| BRIEF |
The lines to repeat are those below from the one containing "#[allow(dead_code)]" down to the one containing "pub fn with_course(mut", both included; reproduce them exactly and nothing else.

| DATASET RECORDS |
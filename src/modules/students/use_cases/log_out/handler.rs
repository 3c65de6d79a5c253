use crate::shared::application_error::ApplicationError;
use crate::shared::infrastructure::session_store::SessionStore;
use std::sync::Arc;

pub struct LogOutHandler<TSessions>
where
    TSessions: SessionStore + 'static,
{
    sessions: Arc<TSessions>,
}

impl<TSessions> LogOutHandler<TSessions>
where
    TSessions: SessionStore + 'static,
{
    pub fn new(sessions: Arc<TSessions>) -> Self {
        Self { sessions }
    }

    /// Revoking an unknown token, or no token at all, is not an error.
    pub async fn handle(&self, token: Option<&str>) -> Result<(), ApplicationError> {
        if let Some(token) = token {
            self.sessions.revoke(token).await?;
        }
        Ok(())
    }
}
use axum::{
    Json,
    extract::{State, rejection::JsonRejection},
    response::{IntoResponse, Response},
};
use chrono::Utc;
use serde::{Deserialize, Serialize};

use crate::modules::students::use_cases::get_student::view::StudentView;
use crate::modules::students::use_cases::log_in::command::LogIn;
use crate::shared::inbound::http_error::malformed_body;
use crate::shell::state::AppState;

#[derive(Deserialize)]
#[serde(rename_all = "camelCase", deny_unknown_fields)]
pub struct LogInBody {
    pub reg_number: String,
    pub password: String,
}

#[derive(Serialize)]
pub struct LogInResponse {
    pub student: StudentView,
    pub token: String,
}

pub async fn handle(
    State(state): State<AppState>,
    body: Result<Json<LogInBody>, JsonRejection>,
) -> Response {
    let Json(body) = match body {
        Ok(b) => b,
        Err(rejection) => return malformed_body(rejection),
    };

    let command = LogIn {
        reg_number: body.reg_number,
        password: body.password,
        logged_in_at: Utc::now().timestamp_millis(),
    };

    match state.log_in_handler.handle(command).await {
        Ok(logged_in) => Json(LogInResponse {
            student: logged_in.student,
            token: logged_in.token,
        })
        .into_response(),
        Err(e) => e.into_response(),
    }
}
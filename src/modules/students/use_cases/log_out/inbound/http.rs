use axum::{
    Json,
    extract::State,
    http::HeaderMap,
    response::{IntoResponse, Response},
};

use crate::modules::students::adapters::inbound::session::bearer_token;
use crate::shared::inbound::http_error::MessageBody;
use crate::shell::state::AppState;

pub async fn handle(State(state): State<AppState>, headers: HeaderMap) -> Response {
    match state.log_out_handler.handle(bearer_token(&headers)).await {
        Ok(()) => Json(MessageBody::new("Logged out")).into_response(),
        Err(e) => e.into_response(),
    }
}
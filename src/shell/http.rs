use axum::{
    Extension, Router,
    routing::{get, post, put},
};

use crate::modules::catalog::use_cases::list_courses::inbound::http as list_courses_http;
use crate::modules::students::use_cases::check_session::inbound::http as check_session_http;
use crate::modules::students::use_cases::forgot_password::inbound::http as forgot_password_http;
use crate::modules::students::use_cases::log_in::inbound::http as log_in_http;
use crate::modules::students::use_cases::log_out::inbound::http as log_out_http;
use crate::modules::students::use_cases::register_courses::inbound::http as register_courses_http;
use crate::modules::students::use_cases::sign_up::inbound::http as sign_up_http;
use crate::modules::students::use_cases::update_profile::inbound::http as update_profile_http;
use crate::shell::graphql::{GRAPHQL_PATH, build_schema, graphiql, graphql};
use crate::shell::state::AppState;

pub fn router(state: AppState) -> Router {
    let schema = build_schema(state.clone());
    Router::new()
        .route("/signup", post(sign_up_http::handle))
        .route("/login", post(log_in_http::handle))
        .route("/check-session", get(check_session_http::handle))
        .route("/logout", post(log_out_http::handle))
        .route("/courses", get(list_courses_http::handle))
        .route("/register-courses", post(register_courses_http::handle))
        .route("/update-profile", put(update_profile_http::handle))
        .route("/forgot-password", post(forgot_password_http::handle))
        .route(GRAPHQL_PATH, get(graphiql).post(graphql))
        .layer(Extension(schema))
        .with_state(state)
}
use crate::modules::catalog::core::course::{
    Course,
    CourseType::{Compulsory, Elective},
    Level::{L100, L200, L300, L400},
    Semester::{First, Second},
};

/// Reference catalog loaded at startup. Upserted by code, so re-seeding is safe.
pub fn default_courses() -> Vec<Course> {
    vec![
        Course::new("CSC101", "Introduction to Computer Science", 3, Compulsory, L100, First),
        Course::new("MTH101", "General Mathematics I", 3, Compulsory, L100, First),
        Course::new("PHY101", "General Physics I", 3, Compulsory, L100, First),
        Course::new("GST101", "Use of English", 2, Compulsory, L100, First),
        Course::new("CHM101", "General Chemistry I", 3, Elective, L100, First),
        Course::new("BIO101", "General Biology I", 3, Elective, L100, First),
        Course::new("CSC102", "Introduction to Programming", 3, Compulsory, L100, Second),
        Course::new("MTH102", "General Mathematics II", 3, Compulsory, L100, Second),
        Course::new("PHY102", "General Physics II", 3, Compulsory, L100, Second),
        Course::new("GST102", "Philosophy and Logic", 2, Compulsory, L100, Second),
        Course::new("CSC201", "Data Structures", 3, Compulsory, L200, First),
        Course::new("CSC203", "Digital Design", 3, Compulsory, L200, First),
        Course::new("MTH201", "Mathematical Methods", 3, Compulsory, L200, First),
        Course::new("STA201", "Statistics for Physical Sciences", 2, Compulsory, L200, First),
        Course::new("GST201", "Nigerian Peoples and Culture", 2, Compulsory, L200, First),
        Course::new("CSC202", "Operating Systems I", 3, Compulsory, L200, Second),
        Course::new("CSC204", "Algorithms", 3, Compulsory, L200, Second),
        Course::new("GST202", "Entrepreneurship", 2, Compulsory, L200, Second),
        Course::new("CSC206", "Assembly Language", 3, Compulsory, L200, Second),
        Course::new("CSC301", "Database Management", 3, Compulsory, L300, First),
        Course::new("CSC303", "Object Oriented Programming", 3, Compulsory, L300, First),
        Course::new("CSC305", "Operating Systems II", 3, Compulsory, L300, First),
        Course::new("CSC307", "Systems Analysis and Design", 3, Compulsory, L300, First),
        Course::new("CSC311", "Operations Research", 3, Elective, L300, First),
        Course::new("CSC302", "Survey of Programming Languages", 3, Compulsory, L300, Second),
        Course::new("CSC304", "Automata Theory", 3, Compulsory, L300, Second),
        Course::new("CSC310", "Numerical Methods", 3, Compulsory, L300, Second),
        Course::new("CSC399", "Industrial Training (SIWES)", 6, Compulsory, L300, Second),
        Course::new("CSC401", "Software Engineering", 3, Compulsory, L400, First),
        Course::new("CSC403", "Computer Graphics", 3, Compulsory, L400, First),
        Course::new("CSC405", "Artificial Intelligence", 3, Compulsory, L400, First),
        Course::new("CSC407", "Compiler Construction", 3, Compulsory, L400, First),
        Course::new("CSC402", "Computer Networks", 3, Compulsory, L400, Second),
        Course::new("CSC404", "Human Computer Interaction", 2, Elective, L400, Second),
        Course::new("CSC499", "Final Year Project", 6, Compulsory, L400, Second),
    ]
}
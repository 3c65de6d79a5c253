use crate::modules::students::core::state::Student;
use serde::{Deserialize, Serialize};

/// Public read shape of a student. The password never leaves the aggregate.
#[derive(Debug, Clone, Serialize, Deserialize, PartialEq, Eq)]
#[serde(rename_all = "camelCase")]
pub struct StudentView {
    pub name: String,
    pub reg_number: String,
    #[serde(default, skip_serializing_if = "Option::is_none")]
    pub email: Option<String>,
    #[serde(default, skip_serializing_if = "Option::is_none")]
    pub contact: Option<String>,
    #[serde(default, skip_serializing_if = "Option::is_none")]
    pub age: Option<u32>,
    #[serde(default, skip_serializing_if = "Option::is_none")]
    pub address: Option<String>,
    #[serde(default, skip_serializing_if = "Option::is_none")]
    pub state: Option<String>,
    pub department: String,
    pub course_of_study: String,
    pub registered_courses: Vec<String>,
}

impl From<&Student> for StudentView {
    fn from(student: &Student) -> Self {
        Self {
            name: student.name.clone(),
            reg_number: student.reg_number.clone(),
            email: student.email.clone(),
            contact: student.contact.clone(),
            age: student.age,
            address: student.address.clone(),
            state: student.state.clone(),
            department: student.department.clone(),
            course_of_study: student.course_of_study.clone(),
            registered_courses: student.registered_courses.iter().cloned().collect(),
        }
    }
}
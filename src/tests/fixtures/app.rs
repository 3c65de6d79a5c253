// Application state fixtures for adapter and end-to-end tests.

use crate::modules::catalog::core::course::Course;
use crate::modules::catalog::core::ports::CourseCatalog;
use crate::modules::students::core::events::StudentEvent;
use crate::shared::infrastructure::event_store::EventStore;
use crate::shared::infrastructure::event_store::in_memory::InMemoryEventStore;
use crate::shared::infrastructure::intent_outbox::in_memory::InMemoryDomainOutbox;
use crate::shared::infrastructure::session_store::SessionStore;
use crate::shared::infrastructure::session_store::in_memory::InMemorySessionStore;
use crate::shell::config::AppConfig;
use crate::shell::state::AppState;
use crate::tests::fixtures::catalog::seeded_catalog;
use crate::tests::fixtures::events::student_signed_up_v1::make_student_signed_up_v1_event;
use axum::response::Response;
use chrono::Utc;
use http_body_util::BodyExt;
use std::sync::Arc;

#[derive(Default)]
pub struct TestStateBuilder {
    config: AppConfig,
    with_student: bool,
    extra_courses: Vec<Course>,
    offline_event_store: bool,
    offline_catalog: bool,
    offline_sessions: bool,
}

#[allow(dead_code)]
impl TestStateBuilder {
    pub fn new() -> Self {
        Self::default()
    }

    pub fn config(mut self, config: AppConfig) -> Self {
        self.config = config;
        self
    }

    /// Signs up the canonical fixture student before any store goes offline.
    pub fn with_student(mut self) -> Self {
        self.with_student = true;
        self
    }

    pub fn with_course(mut self, course: Course) -> Self {
        self.extra_courses.push(course);
        self
    }

    pub fn offline_event_store(mut self) -> Self {
        self.offline_event_store = true;
        self
    }

    pub fn offline_catalog(mut self) -> Self {
        self.offline_catalog = true;
        self
    }

    pub fn offline_sessions(mut self) -> Self {
        self.offline_sessions = true;
        self
    }

    pub async fn build(self) -> AppState {
        let mut event_store = InMemoryEventStore::<StudentEvent>::new();
        if self.with_student {
            let event = make_student_signed_up_v1_event();
            let stream_id = format!("Student-{}", event.reg_number);
            event_store
                .append(&stream_id, 0, &[StudentEvent::StudentSignedUpV1(event)])
                .await
                .unwrap();
        }
        if self.offline_event_store {
            event_store.toggle_offline();
        }

        let mut catalog = seeded_catalog().await;
        for course in self.extra_courses {
            catalog.upsert(course).await.unwrap();
        }
        if self.offline_catalog {
            catalog.toggle_offline();
        }

        let mut sessions = InMemorySessionStore::new();
        if self.offline_sessions {
            sessions.toggle_offline();
        }

        AppState::new(
            &self.config,
            Arc::new(event_store),
            Arc::new(InMemoryDomainOutbox::new()),
            Arc::new(catalog),
            Arc::new(sessions),
        )
    }
}

/// Seeded catalog, no students.
pub async fn make_test_state() -> AppState {
    TestStateBuilder::new().build().await
}

/// Seeded catalog plus the fixture student `2020/123456`.
pub async fn signed_up_state() -> AppState {
    TestStateBuilder::new().with_student().build().await
}

pub async fn issue_token(state: &AppState, reg_number: &str) -> String {
    state
        .sessions
        .create(reg_number, Utc::now().timestamp_millis(), state.session_ttl_ms)
        .await
        .unwrap()
        .token
}

pub async fn read_json(response: Response) -> serde_json::Value {
    let bytes = response.into_body().collect().await.unwrap().to_bytes();
    serde_json::from_slice(&bytes).unwrap()
}
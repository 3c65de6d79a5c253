use thiserror::Error;

pub const MIN_PASSWORD_LENGTH: usize = 8;
const SPECIAL_CHARACTERS: &str = "!@#$%^&*(),.?\":{}|<>";

#[derive(Debug, Clone, Copy, PartialEq, Eq)]
pub enum PasswordRequirement {
    MinLength,
    Uppercase,
    Lowercase,
    Digit,
    SpecialCharacter,
}

impl PasswordRequirement {
    pub fn describe(&self) -> String {
        match self {
            PasswordRequirement::MinLength => format!("at least {MIN_PASSWORD_LENGTH} characters"),
            PasswordRequirement::Uppercase => "at least one uppercase letter (A-Z)".into(),
            PasswordRequirement::Lowercase => "at least one lowercase letter (a-z)".into(),
            PasswordRequirement::Digit => "at least one number (0-9)".into(),
            PasswordRequirement::SpecialCharacter => {
                "at least one special character (!@#$...)".into()
            }
        }
    }
}

#[derive(Debug, Error, PartialEq, Eq)]
#[error("password does not meet requirements: {}", describe_all(.0.as_slice()))]
pub struct WeakPassword(pub Vec<PasswordRequirement>);

fn describe_all(unmet: &[PasswordRequirement]) -> String {
    unmet
        .iter()
        .map(PasswordRequirement::describe)
        .collect::<Vec<_>>()
        .join(", ")
}

/// Signup strength rules. Passwords are stored as given; no hashing happens here.
pub fn check_password_strength(password: &str) -> Result<(), WeakPassword> {
    let mut unmet = Vec::new();
    if password.chars().count() < MIN_PASSWORD_LENGTH {
        unmet.push(PasswordRequirement::MinLength);
    }
    if !password.chars().any(|c| c.is_ascii_uppercase()) {
        unmet.push(PasswordRequirement::Uppercase);
    }
    if !password.chars().any(|c| c.is_ascii_lowercase()) {
        unmet.push(PasswordRequirement::Lowercase);
    }
    if !password.chars().any(|c| c.is_ascii_digit()) {
        unmet.push(PasswordRequirement::Digit);
    }
    if !password.chars().any(|c| SPECIAL_CHARACTERS.contains(c)) {
        unmet.push(PasswordRequirement::SpecialCharacter);
    }
    if unmet.is_empty() { Ok(()) } else { Err(WeakPassword(unmet)) }
}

| YOUR RESPONSE |
#[allow(dead_code)]
impl TestStateBuilder {
    pub fn new() -> Self {
        Self::default()
    }

    pub fn config(mut self, config: AppConfig) -> Self {
        self.config = config;
        self
    }

    /// Signs up the canonical fixture student before any store goes offline.
    pub fn with_student(mut self) -> Self {
        self.with_student = true;
        self
    }

    pub fn with_course(mut self, course: Course) -> Self {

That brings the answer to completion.